> _REQUIRED WORK_:
Pick out every line of the entries below where "collect" occurs, and copy those lines.

> _Stored items_:
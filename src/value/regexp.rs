//! Pattern-matcher values.

use std::fmt;

use regex::{Regex, RegexBuilder};

use crate::error::ValueError;

/// Flags in canonical order.
const KNOWN_FLAGS: &str = "gimsuy";

/// A compiled regular expression carrying its source, flags and the mutable
/// match position used by global and sticky matching.
///
/// `last_index` is a byte offset into the searched text.
#[derive(Clone)]
pub struct RegExp {
    source: String,
    flags: String,
    last_index: usize,
    regex: Regex,
}

impl RegExp {
    /// Compiles `source` with the given flag string (any of `gimsuy`, each at
    /// most once).
    pub fn new(source: &str, flags: &str) -> Result<Self, ValueError> {
        let mut seen = String::new();
        for flag in flags.chars() {
            if !KNOWN_FLAGS.contains(flag) || seen.contains(flag) {
                return Err(ValueError::Flags(flags.to_string()));
            }
            seen.push(flag);
        }
        let flags: String = KNOWN_FLAGS.chars().filter(|f| seen.contains(*f)).collect();

        let regex = RegexBuilder::new(source)
            .case_insensitive(flags.contains('i'))
            .multi_line(flags.contains('m'))
            .dot_matches_new_line(flags.contains('s'))
            .build()?;

        Ok(Self {
            source: source.to_string(),
            flags,
            last_index: 0,
            regex,
        })
    }

    pub fn source(&self) -> &str {
        &self.source
    }

    /// Flags in canonical order.
    pub fn flags(&self) -> &str {
        &self.flags
    }

    pub fn global(&self) -> bool {
        self.flags.contains('g')
    }

    pub fn sticky(&self) -> bool {
        self.flags.contains('y')
    }

    pub fn last_index(&self) -> usize {
        self.last_index
    }

    pub fn set_last_index(&mut self, index: usize) {
        self.last_index = index;
    }

    // == Exec ==
    /// Runs the pattern against `text` and returns the capture groups of the
    /// first match, `None` for unmatched groups.
    ///
    /// Global and sticky patterns start at `last_index` and advance it past
    /// the match, resetting it to zero when nothing matches. Sticky patterns
    /// only match at exactly `last_index`.
    pub fn exec(&mut self, text: &str) -> Option<Vec<Option<String>>> {
        let stateful = self.global() || self.sticky();
        let start = if stateful { self.last_index } else { 0 };

        if start > text.len() || !text.is_char_boundary(start) {
            self.last_index = 0;
            return None;
        }

        let found = self.regex.captures_at(text, start).filter(|caps| {
            !self.sticky() || caps.get(0).map(|m| m.start()) == Some(start)
        });

        match found {
            Some(caps) => {
                if stateful {
                    self.last_index = caps.get(0).map(|m| m.end()).unwrap_or(start);
                }
                Some(
                    caps.iter()
                        .map(|group| group.map(|m| m.as_str().to_string()))
                        .collect(),
                )
            }
            None => {
                if stateful {
                    self.last_index = 0;
                }
                None
            }
        }
    }

    /// Whether the pattern matches, with the same position rules as [`RegExp::exec`].
    pub fn test(&mut self, text: &str) -> bool {
        self.exec(text).is_some()
    }
}

impl fmt::Debug for RegExp {
    fn fmt(&self, f: &mut fmt::Formatter<'_>) -> fmt::Result {
        write!(f, "/{}/{}", self.source, self.flags)
    }
}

> _EXERCISE RESULT_:
        let flags: String = KNOWN_FLAGS.chars().filter(|f| seen.contains(*f)).collect();
                        .collect(),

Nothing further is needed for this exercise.